> _The problem_
Please report how many lines of the data include the word "loop", with the number as the entire reply.

◇ ◇ ◇ ◇

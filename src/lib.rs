//! NES 2A03 (6502-derived) CPU core.
//!
//! The crate emulates the processor only: register file, flat 64 KiB
//! address space, descending page-1 stack, and the full documented
//! instruction set behind a table-driven fetch-decode-execute loop.
//! ROM parsing, mappers, PPU/APU, input, and the host timing loop are
//! external collaborators; a loader hands this core a byte buffer via
//! [`Cpu::load`] and a driver steps it with [`Cpu::step`].

mod cpu;
mod memory;
mod savestate;

pub use cpu::opcodes::{OpCode, Operation, OPCODE_TABLE};
pub use cpu::{
    AddressingMode, Cpu, CpuError, StatusFlags, IRQ_VECTOR, NMI_VECTOR, PROGRAM_ORIGIN,
    RESET_VECTOR, STACK_BASE, STACK_RESET,
};
pub use memory::Memory;
pub use savestate::{CpuSnapshot, SnapshotError};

◇ ◇ ◇ ◇

> _Exercise result_
2